US 12,444,230 B2
System and method for processing media for facial manipulation
Rijul Gupta, Oakland, CA (US)
Assigned to Deep Media Inc., Oakland, CA (US)
Filed by Deep Media, Inc., Oakland, CA (US)
Filed on Sep. 28, 2022, as Appl. No. 17/954,406.
Claims priority of provisional application 63/250,459, filed on Sep. 30, 2021.
Prior Publication US 2023/0114980 A1, Apr. 13, 2023
Int. Cl.
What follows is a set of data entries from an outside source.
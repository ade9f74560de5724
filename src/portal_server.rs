use core::fmt::Debug;
use core::net::{IpAddr, Ipv4Addr, SocketAddr, SocketAddrV4};
use core::pin::pin;

use alloc::string::String;

use edge_http::io::server::{Connection, Handler, Server};
use edge_http::io::Error as HttpError;
use edge_http::Method;
use edge_nal::{TcpBind, UdpBind};
use edge_nal_embassy::{Tcp, TcpBuffers, Udp, UdpBuffers};
use embassy_futures::join::join3;
use embassy_futures::select::{select, Either};
use embassy_net::Stack;
use embassy_sync::{blocking_mutex::raw::NoopRawMutex, signal::Signal};
use embassy_time::{with_timeout, Duration, Timer};
use embedded_io_async::{Read, Write};
use esp_radio::wifi::{AccessPointConfig, AuthMethod, ModeConfig};
use log::{debug, error, info, warn};

use crate::portal::{AccessPoint, CaptivePortal, PortalForm, PortalOutcome, PortalSubmission};
use crate::wifi::{Radio, SharedController, GATEWAY};

const HTTP_PORT: u16 = 80;
const DNS_PORT: u16 = 53;
const MAX_BODY_LEN: usize = 1024;
// keeps the servers up long enough to deliver the confirmation page
const LINGER: Duration = Duration::from_secs(1);

const CAPTIVE_PATHS: &[&str] = &["/generate_204", "/gen_204", "/ncsi.txt", "/connecttest.txt"];

const APPLYING_HTML: &str = "<!DOCTYPE html><html><head><meta charset=\"utf-8\">\
<meta name=\"viewport\" content=\"width=device-width,initial-scale=1\"><title>Applying</title></head>\
<body><h1>Applying configuration</h1><p>If the settings are valid the sensor joins your network. \
Otherwise the form comes back with the problem highlighted.</p></body></html>";

/// Soft access point serving the provisioning form, with DHCP and a DNS
/// responder that points every name at the node.
pub struct Portal {
    controller: &'static SharedController,
    stack: Stack<'static>,
}

impl Portal {
    pub fn new(radio: &Radio) -> Self {
        Self {
            controller: radio.controller,
            stack: radio.ap_stack,
        }
    }

    async fn start(&self, access_point: &AccessPoint) -> Result<(), esp_radio::wifi::WifiError> {
        let mut controller = self.controller.lock().await;

        if matches!(controller.is_started(), Ok(true)) {
            controller.stop_async().await?;
        }

        let auth_method = if access_point.password.is_empty() {
            AuthMethod::None
        } else {
            AuthMethod::Wpa2Personal
        };
        let config = AccessPointConfig::default()
            .with_ssid(access_point.ssid.as_str().into())
            .with_password(access_point.password.into())
            .with_auth_method(auth_method);
        controller.set_config(&ModeConfig::AccessPoint(config))?;
        controller.start_async().await?;

        info!("Provisioning portal up on {} as {}", GATEWAY, access_point.ssid);
        Ok(())
    }

    async fn stop(&self) {
        let mut controller = self.controller.lock().await;
        if let Err(e) = controller.stop_async().await {
            warn!("Failed to stop access point: {:?}", e);
        }
    }
}

impl CaptivePortal for Portal {
    async fn run(
        &mut self,
        access_point: &AccessPoint,
        form: &PortalForm,
        timeout: Duration,
    ) -> PortalOutcome {
        let mut page = String::new();
        if form.render(&mut page).is_err() {
            error!("Failed to render provisioning form");
            return PortalOutcome::TimedOut;
        }

        if let Err(e) = self.start(access_point).await {
            error!("Failed to start access point: {:?}", e);
            return PortalOutcome::TimedOut;
        }

        let submitted = Signal::<NoopRawMutex, PortalSubmission>::new();
        let handler = FormHandler {
            page: &page,
            submitted: &submitted,
        };

        let mut servers = pin!(join3(
            serve_http(self.stack, &handler),
            serve_dhcp(self.stack),
            serve_dns(self.stack),
        ));

        let outcome = match select(servers.as_mut(), with_timeout(timeout, submitted.wait())).await {
            Either::Second(Ok(submission)) => {
                select(servers.as_mut(), Timer::after(LINGER)).await;
                PortalOutcome::Submitted(submission)
            }
            Either::Second(Err(_)) => {
                info!("Provisioning portal timed out");
                PortalOutcome::TimedOut
            }
            Either::First(_) => PortalOutcome::TimedOut,
        };

        self.stop().await;
        outcome
    }
}

struct FormHandler<'a> {
    page: &'a str,
    submitted: &'a Signal<NoopRawMutex, PortalSubmission>,
}

impl Handler for FormHandler<'_> {
    type Error<E>
        = HttpError<E>
    where
        E: Debug;

    async fn handle<T, const N: usize>(
        &self,
        _task_id: impl core::fmt::Display + Copy,
        conn: &mut Connection<'_, T, N>,
    ) -> Result<(), Self::Error<T::Error>>
    where
        T: Read + Write,
    {
        let headers = conn.headers()?;
        let method = headers.method;
        let path = headers.path;
        debug!("HTTP {:?} {}", method, path);

        if CAPTIVE_PATHS.contains(&path) {
            conn.initiate_response(302, Some("Found"), &[("Location", "/")])
                .await?;
            return Ok(());
        }

        match (method, path) {
            (Method::Get, "/") => {
                html(conn, self.page).await?;
            }
            (Method::Post, "/save") => {
                let mut body = heapless::Vec::<u8, MAX_BODY_LEN>::new();
                let mut buf = [0u8; 256];
                loop {
                    let n = conn.read(&mut buf).await?;
                    if n == 0 {
                        break;
                    }
                    if body.extend_from_slice(&buf[..n]).is_err() {
                        conn.initiate_response(413, Some("Payload Too Large"), &[])
                            .await?;
                        return Ok(());
                    }
                }

                match PortalSubmission::parse(&body) {
                    Ok(submission) => {
                        info!("Provisioning form submitted");
                        self.submitted.signal(submission);
                        html(conn, APPLYING_HTML).await?;
                    }
                    Err(e) => {
                        warn!("Rejected form body: {:?}", e);
                        conn.initiate_response(400, Some("Bad Request"), &[])
                            .await?;
                    }
                }
            }
            // every other page leads back to the form
            _ => {
                conn.initiate_response(302, Some("Found"), &[("Location", "/")])
                    .await?;
            }
        }

        Ok(())
    }
}

async fn html<T, const N: usize>(
    conn: &mut Connection<'_, T, N>,
    body: &str,
) -> Result<(), HttpError<T::Error>>
where
    T: Read + Write,
{
    conn.initiate_response(
        200,
        Some("OK"),
        &[("Content-Type", "text/html; charset=utf-8")],
    )
    .await?;
    conn.write_all(body.as_bytes()).await
}

async fn serve_http(stack: Stack<'static>, handler: &FormHandler<'_>) {
    let buffers = TcpBuffers::<2, 1024, 1024>::new();
    let tcp = Tcp::new(stack, &buffers);
    let any = SocketAddr::new(IpAddr::V4(Ipv4Addr::UNSPECIFIED), HTTP_PORT);

    let mut server = Server::<2, 2048, 32>::new();

    loop {
        match tcp.bind(any).await {
            Ok(mut acceptor) => {
                if let Err(e) = server.run(Some(50000), &mut acceptor, handler).await {
                    error!("HTTP server error: {:?}", e);
                }
            }
            Err(e) => error!("Failed to bind HTTP socket: {:?}", e),
        }
        Timer::after(Duration::from_millis(100)).await;
    }
}

async fn serve_dhcp(stack: Stack<'static>) {
    use edge_dhcp::{
        io::{self, DEFAULT_SERVER_PORT},
        server::{Server, ServerOptions},
    };

    let mut buf = [0u8; 1500];
    let mut gw_buf = [Ipv4Addr::UNSPECIFIED];

    let buffers = UdpBuffers::<1, 1024, 1024, 10>::new();
    let udp = Udp::new(stack, &buffers);
    let any = SocketAddr::V4(SocketAddrV4::new(Ipv4Addr::UNSPECIFIED, DEFAULT_SERVER_PORT));

    loop {
        match udp.bind(any).await {
            Ok(mut socket) => {
                _ = io::server::run(
                    &mut Server::<_, 64>::new_with_et(GATEWAY),
                    &ServerOptions::new(GATEWAY, Some(&mut gw_buf)),
                    &mut socket,
                    &mut buf,
                )
                .await
                .inspect_err(|e| warn!("DHCP server error: {e:?}"));
            }
            Err(e) => error!("Failed to bind DHCP socket: {:?}", e),
        }
        Timer::after(Duration::from_millis(500)).await;
    }
}

async fn serve_dns(stack: Stack<'static>) {
    let mut tx_buf = [0u8; 1500];
    let mut rx_buf = [0u8; 1500];

    let buffers = UdpBuffers::<1, 1024, 1024, 10>::new();
    let udp = Udp::new(stack, &buffers);
    let any = SocketAddr::V4(SocketAddrV4::new(Ipv4Addr::UNSPECIFIED, DNS_PORT));

    loop {
        _ = edge_captive::io::run(
            &udp,
            any,
            &mut tx_buf,
            &mut rx_buf,
            GATEWAY,
            core::time::Duration::from_secs(60),
        )
        .await
        .inspect_err(|e| warn!("Captive DNS server error: {e:?}"));
        Timer::after(Duration::from_millis(500)).await;
    }
}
G06V 40/16 (2022.01); G06T 3/4092 (2024.01); G06T 5/50 (2006.01)
CPC G06V 40/167 (2022.01) [G06T 3/4092 (2013.01); G06T 5/50 (2013.01); G06V 40/165 (2022.01); G06T 2207/30201 (2013.01)] 20 Claims
OG exemplary drawing
 
1. A method of processing media for facial manipulation, comprising:
receiving a plurality of input frames;
initiating facial detection on each input frame, wherein the facial detection includes, in response to identifying a face in an input frame, identifying a location of the detected face in the input frame;
bounding the detected faces in the input frames;
cropping the bounded faces in the input frames;
identifying facial landmarks on the detected faces in each cropped input frame;
identifying at least a target face across the cropped input frames and identifying a series of the plurality of input frames that includes the target face;
cropping and adjusting the orientation of the target faces in the series of input frames based on the identified facial landmarks detected in the cropped input frames, so that the target face in each of the series of input frames is in a standard orientation, thereby creating a plurality of aligned target crop frames;
detecting facial landmarks on the target face in each of the aligned target crop frames;
manipulating one or more facial features of the target face in one or more of the aligned target crop frames, thereby creating a plurality of synthetic target faces;
reverting the orientation of each of the synthetic target faces to an original orientation of each corresponding input frame, wherein the reversion of the orientation of each of the synthetic target faces is based on measured movements of the facial landmarks of the target face between the corresponding input frame and aligned target crop frame.